[Stored dataset items]

* * *

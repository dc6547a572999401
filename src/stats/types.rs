use std::sync::Arc;
use serde::{Serialize, Deserialize};

/// Cell text used when a team has no allocation for a column
pub const ABSENT_MARKER: &str = "-";

/// Filter value selecting every team
pub const ALL_TEAMS: &str = "All";

/// A single historical allocation after normalization
#[derive(Debug, Clone, PartialEq, Eq, Serialize, Deserialize)]
pub struct AllocationRecord {
    pub team_name: String,
    pub date: String,       // YYYY-MM-DD
    pub pitch_name: String,
    pub start_time: String, // HH:MM
    pub preferred: bool,
}

/// Team filter applied to the pivot rows
#[derive(Debug, Clone, Default, PartialEq, Eq, Serialize, Deserialize)]
#[serde(from = "String", into = "String")]
pub enum Filter {
    #[default]
    All,
    Team(String),
}

impl Filter {
    pub fn as_str(&self) -> &str {
        match self {
            Filter::All => ALL_TEAMS,
            Filter::Team(name) => name,
        }
    }

    pub fn matches(&self, team_name: &str) -> bool {
        match self {
            Filter::All => true,
            Filter::Team(name) => name == team_name,
        }
    }
}

impl From<&str> for Filter {
    fn from(value: &str) -> Self {
        if value == ALL_TEAMS {
            Filter::All
        } else {
            Filter::Team(value.to_string())
        }
    }
}

impl From<String> for Filter {
    fn from(value: String) -> Self {
        if value == ALL_TEAMS {
            Filter::All
        } else {
            Filter::Team(value)
        }
    }
}

impl From<Filter> for String {
    fn from(filter: Filter) -> Self {
        match filter {
            Filter::All => ALL_TEAMS.to_string(),
            Filter::Team(name) => name,
        }
    }
}

/// Cell of the match-times and pitches tables
#[derive(Debug, Clone, PartialEq, Eq, Serialize)]
pub struct SlotCell {
    pub value: String,
    pub preferred: bool,
}

impl SlotCell {
    pub fn absent() -> Self {
        SlotCell {
            value: ABSENT_MARKER.to_string(),
            preferred: false,
        }
    }

    #[cfg(test)]
    pub fn is_absent(&self) -> bool {
        self.value == ABSENT_MARKER
    }
}

/// Row (team) by column matrix; `cells[i][j]` belongs to `row_labels[i]` x `column_labels[j]`
#[derive(Debug, Clone, PartialEq, Eq, Serialize)]
pub struct PivotTable<C> {
    pub row_labels: Vec<String>,
    pub column_labels: Vec<String>,
    pub cells: Vec<Vec<C>>,
}

#[cfg(test)]
impl<C> PivotTable<C> {
    pub fn row(&self, row_label: &str) -> Option<&[C]> {
        let index = self.row_labels.iter().position(|r| r == row_label)?;
        self.cells.get(index).map(Vec::as_slice)
    }

    pub fn cell(&self, row_label: &str, column_label: &str) -> Option<&C> {
        let column = self.column_labels.iter().position(|c| c == column_label)?;
        self.row(row_label)?.get(column)
    }
}

/// The four statistics views derived from one record set
#[derive(Debug, Clone, PartialEq, Eq, Serialize)]
pub struct PivotSet {
    pub times: PivotTable<SlotCell>,
    pub pitches: PivotTable<SlotCell>,
    pub start_frequency: PivotTable<u32>,
    pub pitch_usage: PivotTable<u32>,
}

/// Immutable input of a pivot build. Cloning shares the record set.
#[derive(Debug, Clone)]
pub struct StatisticsState {
    pub records: Arc<[AllocationRecord]>,
    pub filter: Filter,
}

impl Default for StatisticsState {
    fn default() -> Self {
        StatisticsState::new(Vec::new())
    }
}

impl StatisticsState {
    pub fn new(records: Vec<AllocationRecord>) -> Self {
        StatisticsState {
            records: records.into(),
            filter: Filter::All,
        }
    }

    pub fn with_filter(&self, filter: Filter) -> Self {
        StatisticsState {
            records: Arc::clone(&self.records),
            filter,
        }
    }
}

/// A (team, date) pair allocated more than once in the history
#[derive(Debug, Clone, PartialEq, Eq, Serialize)]
pub struct DuplicateSlot {
    pub team_name: String,
    pub date: String,
    pub count: usize,
}

/// Team entry of a roster as delivered by the team management side
#[derive(Debug, Clone, PartialEq, Serialize, Deserialize)]
pub struct RosterTeam {
    pub display_name: String,
    #[serde(flatten)]
    pub extra: serde_json::Map<String, serde_json::Value>,
}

* * *

> **Exercise**:
Write all the data out again, exactly.

> **Solution to this task**:
repository dc6547a572999401
filename src/stats/types.rs
use std::sync::Arc;
use serde::{Serialize, Deserialize};

/// Cell text used when a team has no allocation for a column
pub const ABSENT_MARKER: &str = "-";

/// Filter value selecting every team
pub const ALL_TEAMS: &str = "All";

/// A single historical allocation after normalization
#[derive(Debug, Clone, PartialEq, Eq, Serialize, Deserialize)]
pub struct AllocationRecord {
    pub team_name: String,
    pub date: String,       // YYYY-MM-DD
    pub pitch_name: String,
    pub start_time: String, // HH:MM
    pub preferred: bool,
}

/// Team filter applied to the pivot rows
#[derive(Debug, Clone, Default, PartialEq, Eq, Serialize, Deserialize)]
#[serde(from = "String", into = "String")]
pub enum Filter {
    #[default]
    All,
    Team(String),
}

impl Filter {
    pub fn as_str(&self) -> &str {
        match self {
            Filter::All => ALL_TEAMS,
            Filter::Team(name) => name,
        }
    }

    pub fn matches(&self, team_name: &str) -> bool {
        match self {
            Filter::All => true,
            Filter::Team(name) => name == team_name,
        }
    }
}

impl From<&str> for Filter {
    fn from(value: &str) -> Self {
        if value == ALL_TEAMS {
            Filter::All
        } else {
            Filter::Team(value.to_string())
        }
    }
}

impl From<String> for Filter {
    fn from(value: String) -> Self {
        if value == ALL_TEAMS {
            Filter::All
        } else {
            Filter::Team(value)
        }
    }
}

impl From<Filter> for String {
    fn from(filter: Filter) -> Self {
        match filter {
            Filter::All => ALL_TEAMS.to_string(),
            Filter::Team(name) => name,
        }
    }
}

/// Cell of the match-times and pitches tables
#[derive(Debug, Clone, PartialEq, Eq, Serialize)]
pub struct SlotCell {
    pub value: String,
    pub preferred: bool,
}

impl SlotCell {
    pub fn absent() -> Self {
        SlotCell {
            value: ABSENT_MARKER.to_string(),
            preferred: false,
        }
    }

    #[cfg(test)]
    pub fn is_absent(&self) -> bool {
        self.value == ABSENT_MARKER
    }
}

/// Row (team) by column matrix; `cells[i][j]` belongs to `row_labels[i]` x `column_labels[j]`
#[derive(Debug, Clone, PartialEq, Eq, Serialize)]
pub struct PivotTable<C> {
    pub row_labels: Vec<String>,
    pub column_labels: Vec<String>,
    pub cells: Vec<Vec<C>>,
}

#[cfg(test)]
impl<C> PivotTable<C> {
    pub fn row(&self, row_label: &str) -> Option<&[C]> {
        let index = self.row_labels.iter().position(|r| r == row_label)?;
        self.cells.get(index).map(Vec::as_slice)
    }

    pub fn cell(&self, row_label: &str, column_label: &str) -> Option<&C> {
        let column = self.column_labels.iter().position(|c| c == column_label)?;
        self.row(row_label)?.get(column)
    }
}

/// The four statistics views derived from one record set
#[derive(Debug, Clone, PartialEq, Eq, Serialize)]
pub struct PivotSet {
    pub times: PivotTable<SlotCell>,
    pub pitches: PivotTable<SlotCell>,
    pub start_frequency: PivotTable<u32>,
    pub pitch_usage: PivotTable<u32>,
}

/// Immutable input of a pivot build. Cloning shares the record set.
#[derive(Debug, Clone)]
pub struct StatisticsState {
    pub records: Arc<[AllocationRecord]>,
    pub filter: Filter,
}

impl Default for StatisticsState {
    fn default() -> Self {
        StatisticsState::new(Vec::new())
    }
}

impl StatisticsState {
    pub fn new(records: Vec<AllocationRecord>) -> Self {
        StatisticsState {
            records: records.into(),
            filter: Filter::All,
        }
    }

    pub fn with_filter(&self, filter: Filter) -> Self {
        StatisticsState {
            records: Arc::clone(&self.records),
            filter,
        }
    }
}

/// A (team, date) pair allocated more than once in the history
#[derive(Debug, Clone, PartialEq, Eq, Serialize)]
pub struct DuplicateSlot {
    pub team_name: String,
    pub date: String,
    pub count: usize,
}

/// Team entry of a roster as delivered by the team management side
#[derive(Debug, Clone, PartialEq, Serialize, Deserialize)]
pub struct RosterTeam {
    pub display_name: String,
    #[serde(flatten)]
    pub extra: serde_json::Map<String, serde_json::Value>,
}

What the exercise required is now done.